Data excerpts:
◆ ◆ ◆ ◆ ◆ ◆ ◆
// Path: crates/contract/src/commitment.rs
//! The commitment contract state machine.
//!
//! Stores a single authoritative accumulator commitment and linearizes every
//! mutation through an ordered guard chain. Guards run strictly before any
//! state write; a rejected mutation leaves the contract untouched.

use std::collections::{BTreeMap, BTreeSet};
use tiny_keccak::{Hasher, Keccak};

use revid_types::app::{
    CommitmentEvent, CommitmentState, DeviceId, Operation, OperationKind, RootBytes,
};
use revid_types::error::ContractError;
use revid_types::MAX_BATCH_DEVICES;

use crate::multisig::{Address, MultisigManager};

/// Minimum blocks between two successful mutations.
pub const MIN_BLOCK_DELAY: u64 = 1;

/// The contract's view of a device. `Unknown` devices have never been
/// registered; `Revoked` is terminal.
#[derive(Clone, Copy, PartialEq, Eq, Debug, Default)]
pub enum DeviceLifecycle {
    /// Never registered.
    #[default]
    Unknown,
    /// Registered and accumulated.
    Active,
    /// Removed; may never be re-registered.
    Revoked,
}

fn keccak(data: &[u8]) -> [u8; 32] {
    let mut hasher = Keccak::v256();
    let mut out = [0u8; 32];
    hasher.update(data);
    hasher.finalize(&mut out);
    out
}

/// The on-chain commitment store, modeled deterministically.
#[derive(Clone, Debug)]
pub struct CommitmentContract {
    accumulator: RootBytes,
    current_hash: [u8; 32],
    version: u64,
    last_update_block: u64,
    executed_operations: BTreeSet<[u8; 32]>,
    device_status: BTreeMap<DeviceId, DeviceLifecycle>,
    paused: bool,
    manager: MultisigManager,
}

impl CommitmentContract {
    /// Deploys the contract with a genesis accumulator and a validated
    /// multi-sig manager. Version starts at 1.
    pub fn new(
        genesis_root: RootBytes,
        manager: MultisigManager,
        deploy_block: u64,
    ) -> Result<Self, ContractError> {
        manager.authority().validate()?;
        let current_hash = keccak(genesis_root.as_ref());
        Ok(Self {
            accumulator: genesis_root,
            current_hash,
            version: 1,
            last_update_block: deploy_block,
            executed_operations: BTreeSet::new(),
            device_status: BTreeMap::new(),
            paused: false,
            manager,
        })
    }

    /// `getCurrentState()`: the committed accumulator, its hash, and version.
    pub fn current_state(&self) -> CommitmentState {
        CommitmentState {
            root: self.accumulator,
            root_hash: self.current_hash,
            version: self.version,
            last_update_block: self.last_update_block,
        }
    }

    /// The contract's view of one device.
    pub fn device_status(&self, id: &DeviceId) -> DeviceLifecycle {
        self.device_status.get(id).copied().unwrap_or_default()
    }

    /// Whether mutations are currently suspended.
    pub fn is_paused(&self) -> bool {
        self.paused
    }

    /// The multi-sig manager, for governance calls.
    pub fn manager_mut(&mut self) -> &mut MultisigManager {
        &mut self.manager
    }

    /// Emergency pause toggle. Emergency admin only.
    pub fn set_paused(&mut self, caller: Address, paused: bool) -> Result<(), ContractError> {
        if caller != self.manager.emergency_admin() {
            return Err(ContractError::NotEmergencyAdmin);
        }
        self.paused = paused;
        Ok(())
    }

    /// Executes one mutation. Guard order is part of the contract's public
    /// behavior; tests pin it.
    pub fn apply(
        &mut self,
        caller: Address,
        operation: &Operation,
        block: u64,
    ) -> Result<CommitmentEvent, ContractError> {
        // 1. Not paused.
        if self.paused {
            return Err(ContractError::Paused);
        }
        // 2. Caller is the configured multi-sig authority.
        if caller != self.manager.authority().address {
            return Err(ContractError::NotAuthority);
        }
        // 3. Multi-sig state is well-formed.
        self.manager.authority().validate()?;
        // 4. Rate limit by block height.
        let earliest = self.last_update_block + MIN_BLOCK_DELAY;
        if block < earliest {
            return Err(ContractError::BlockDelay {
                current: block,
                earliest,
            });
        }
        // 5. Linearization.
        if operation.parent_hash != self.current_hash {
            return Err(ContractError::ParentHashMismatch {
                expected: hex::encode(self.current_hash),
                got: hex::encode(operation.parent_hash),
            });
        }
        // 6. Replay guard.
        if operation.operation_id == [0u8; 32] {
            return Err(ContractError::ZeroOperationId);
        }
        if self.executed_operations.contains(&operation.operation_id) {
            return Err(ContractError::ReplayedOperation);
        }
        // 7. Payload shape.
        Self::check_payload(operation)?;
        // 8. Device-state preconditions.
        match operation.kind {
            OperationKind::Update => {}
            OperationKind::Register | OperationKind::BatchRegister => {
                for id in &operation.device_ids {
                    match self.device_status(id) {
                        DeviceLifecycle::Unknown => {}
                        DeviceLifecycle::Active => {
                            return Err(ContractError::DeviceAlreadyActive)
                        }
                        DeviceLifecycle::Revoked => return Err(ContractError::DeviceRevoked),
                    }
                }
            }
            OperationKind::Revoke | OperationKind::BatchRevoke => {
                for id in &operation.device_ids {
                    if self.device_status(id) != DeviceLifecycle::Active {
                        return Err(ContractError::DeviceNotActive);
                    }
                }
            }
        }

        // All guards passed; commit.
        let parent_hash = self.current_hash;
        self.accumulator = operation.new_root;
        self.current_hash = keccak(operation.new_root.as_ref());
        self.version += 1;
        self.last_update_block = block;
        self.executed_operations.insert(operation.operation_id);
        match operation.kind {
            OperationKind::Update => {}
            OperationKind::Register | OperationKind::BatchRegister => {
                for id in &operation.device_ids {
                    self.device_status.insert(*id, DeviceLifecycle::Active);
                }
            }
            OperationKind::Revoke | OperationKind::BatchRevoke => {
                for id in &operation.device_ids {
                    self.device_status.insert(*id, DeviceLifecycle::Revoked);
                }
            }
        }

        Ok(CommitmentEvent {
            kind: operation.kind,
            operation_id: operation.operation_id,
            parent_hash,
            new_root: self.accumulator,
            new_hash: self.current_hash,
            version: self.version,
            executor: caller,
            device_ids: operation.device_ids.clone(),
            block,
        })
    }

    fn check_payload(operation: &Operation) -> Result<(), ContractError> {
        let count = operation.device_ids.len();
        match operation.kind {
            OperationKind::Update => {
                if count != 0 {
                    return Err(ContractError::InvalidPayload(
                        "update carries no device ids".to_string(),
                    ));
                }
            }
            OperationKind::Register | OperationKind::Revoke => {
                if count != 1 {
                    return Err(ContractError::InvalidPayload(format!(
                        "single-device operation carries {count} device ids"
                    )));
                }
            }
            OperationKind::BatchRegister | OperationKind::BatchRevoke => {
                if count == 0 || count > MAX_BATCH_DEVICES {
                    return Err(ContractError::InvalidPayload(format!(
                        "batch size {count} outside 1..={MAX_BATCH_DEVICES}"
                    )));
                }
                let mut seen = BTreeSet::new();
                for id in &operation.device_ids {
                    if !seen.insert(id) {
                        return Err(ContractError::InvalidPayload(format!(
                            "duplicate device id {id} in batch"
                        )));
                    }
                }
            }
        }
        Ok(())
    }
}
◆ ◆ ◆ ◆ ◆ ◆ ◆
Work request:
The records above need to be written out again. Keep them exact.

Output for this exercise:
// Path: crates/contract/src/commitment.rs
//! The commitment contract state machine.
//!
//! Stores a single authoritative accumulator commitment and linearizes every
//! mutation through an ordered guard chain. Guards run strictly before any
//! state write; a rejected mutation leaves the contract untouched.

use std::collections::{BTreeMap, BTreeSet};
use tiny_keccak::{Hasher, Keccak};

use revid_types::app::{
    CommitmentEvent, CommitmentState, DeviceId, Operation, OperationKind, RootBytes,
};
use revid_types::error::ContractError;
use revid_types::MAX_BATCH_DEVICES;

use crate::multisig::{Address, MultisigManager};

/// Minimum blocks between two successful mutations.
pub const MIN_BLOCK_DELAY: u64 = 1;

/// The contract's view of a device. `Unknown` devices have never been
/// registered; `Revoked` is terminal.
#[derive(Clone, Copy, PartialEq, Eq, Debug, Default)]
pub enum DeviceLifecycle {
    /// Never registered.
    #[default]
    Unknown,
    /// Registered and accumulated.
    Active,
    /// Removed; may never be re-registered.
    Revoked,
}

fn keccak(data: &[u8]) -> [u8; 32] {
    let mut hasher = Keccak::v256();
    let mut out = [0u8; 32];
    hasher.update(data);
    hasher.finalize(&mut out);
    out
}

/// The on-chain commitment store, modeled deterministically.
#[derive(Clone, Debug)]
pub struct CommitmentContract {
    accumulator: RootBytes,
    current_hash: [u8; 32],
    version: u64,
    last_update_block: u64,
    executed_operations: BTreeSet<[u8; 32]>,
    device_status: BTreeMap<DeviceId, DeviceLifecycle>,
    paused: bool,
    manager: MultisigManager,
}

impl CommitmentContract {
    /// Deploys the contract with a genesis accumulator and a validated
    /// multi-sig manager. Version starts at 1.
    pub fn new(
        genesis_root: RootBytes,
        manager: MultisigManager,
        deploy_block: u64,
    ) -> Result<Self, ContractError> {
        manager.authority().validate()?;
        let current_hash = keccak(genesis_root.as_ref());
        Ok(Self {
            accumulator: genesis_root,
            current_hash,
            version: 1,
            last_update_block: deploy_block,
            executed_operations: BTreeSet::new(),
            device_status: BTreeMap::new(),
            paused: false,
            manager,
        })
    }

    /// `getCurrentState()`: the committed accumulator, its hash, and version.
    pub fn current_state(&self) -> CommitmentState {
        CommitmentState {
            root: self.accumulator,
            root_hash: self.current_hash,
            version: self.version,
            last_update_block: self.last_update_block,
        }
    }

    /// The contract's view of one device.
    pub fn device_status(&self, id: &DeviceId) -> DeviceLifecycle {
        self.device_status.get(id).copied().unwrap_or_default()
    }

    /// Whether mutations are currently suspended.
    pub fn is_paused(&self) -> bool {
        self.paused
    }

    /// The multi-sig manager, for governance calls.
    pub fn manager_mut(&mut self) -> &mut MultisigManager {
        &mut self.manager
    }

    /// Emergency pause toggle. Emergency admin only.
    pub fn set_paused(&mut self, caller: Address, paused: bool) -> Result<(), ContractError> {
        if caller != self.manager.emergency_admin() {
            return Err(ContractError::NotEmergencyAdmin);
        }
        self.paused = paused;
        Ok(())
    }

    /// Executes one mutation. Guard order is part of the contract's public
    /// behavior; tests pin it.
    pub fn apply(
        &mut self,
        caller: Address,
        operation: &Operation,
        block: u64,
    ) -> Result<CommitmentEvent, ContractError> {
        // 1. Not paused.
        if self.paused {
            return Err(ContractError::Paused);
        }
        // 2. Caller is the configured multi-sig authority.
        if caller != self.manager.authority().address {
            return Err(ContractError::NotAuthority);
        }
        // 3. Multi-sig state is well-formed.
        self.manager.authority().validate()?;
        // 4. Rate limit by block height.
        let earliest = self.last_update_block + MIN_BLOCK_DELAY;
        if block < earliest {
            return Err(ContractError::BlockDelay {
                current: block,
                earliest,
            });
        }
        // 5. Linearization.
        if operation.parent_hash != self.current_hash {
            return Err(ContractError::ParentHashMismatch {
                expected: hex::encode(self.current_hash),
                got: hex::encode(operation.parent_hash),
            });
        }
        // 6. Replay guard.
        if operation.operation_id == [0u8; 32] {
            return Err(ContractError::ZeroOperationId);
        }
        if self.executed_operations.contains(&operation.operation_id) {
            return Err(ContractError::ReplayedOperation);
        }
        // 7. Payload shape.
        Self::check_payload(operation)?;
        // 8. Device-state preconditions.
        match operation.kind {
            OperationKind::Update => {}
            OperationKind::Register | OperationKind::BatchRegister => {
                for id in &operation.device_ids {
                    match self.device_status(id) {
                        DeviceLifecycle::Unknown => {}
                        DeviceLifecycle::Active => {
                            return Err(ContractError::DeviceAlreadyActive)
                        }
                        DeviceLifecycle::Revoked => return Err(ContractError::DeviceRevoked),
                    }
                }
            }
            OperationKind::Revoke | OperationKind::BatchRevoke => {
                for id in &operation.device_ids {
                    if self.device_status(id) != DeviceLifecycle::Active {
                        return Err(ContractError::DeviceNotActive);
                    }
                }
            }
        }

        // All guards passed; commit.
        let parent_hash = self.current_hash;
        self.accumulator = operation.new_root;
        self.current_hash = keccak(operation.new_root.as_ref());
        self.version += 1;
        self.last_update_block = block;
        self.executed_operations.insert(operation.operation_id);
        match operation.kind {
            OperationKind::Update => {}
            OperationKind::Register | OperationKind::BatchRegister => {
                for id in &operation.device_ids {
                    self.device_status.insert(*id, DeviceLifecycle::Active);
                }
            }
            OperationKind::Revoke | OperationKind::BatchRevoke => {
                for id in &operation.device_ids {
                    self.device_status.insert(*id, DeviceLifecycle::Revoked);
                }
            }
        }

        Ok(CommitmentEvent {
            kind: operation.kind,
            operation_id: operation.operation_id,
            parent_hash,
            new_root: self.accumulator,
            new_hash: self.current_hash,
            version: self.version,
            executor: caller,
            device_ids: operation.device_ids.clone(),
            block,
        })
    }

    fn check_payload(operation: &Operation) -> Result<(), ContractError> {
        let count = operation.device_ids.len();
        match operation.kind {
            OperationKind::Update => {
                if count != 0 {
                    return Err(ContractError::InvalidPayload(
                        "update carries no device ids".to_string(),
                    ));
                }
            }
            OperationKind::Register | OperationKind::Revoke => {
                if count != 1 {
                    return Err(ContractError::InvalidPayload(format!(
                        "single-device operation carries {count} device ids"
                    )));
                }
            }
            OperationKind::BatchRegister | OperationKind::BatchRevoke => {
                if count == 0 || count > MAX_BATCH_DEVICES {
                    return Err(ContractError::InvalidPayload(format!(
                        "batch size {count} outside 1..={MAX_BATCH_DEVICES}"
                    )));
                }
                let mut seen = BTreeSet::new();
                for id in &operation.device_ids {
                    if !seen.insert(id) {
                        return Err(ContractError::InvalidPayload(format!(
                            "duplicate device id {id} in batch"
                        )));
                    }
                }
            }
        }
        Ok(())
    }
}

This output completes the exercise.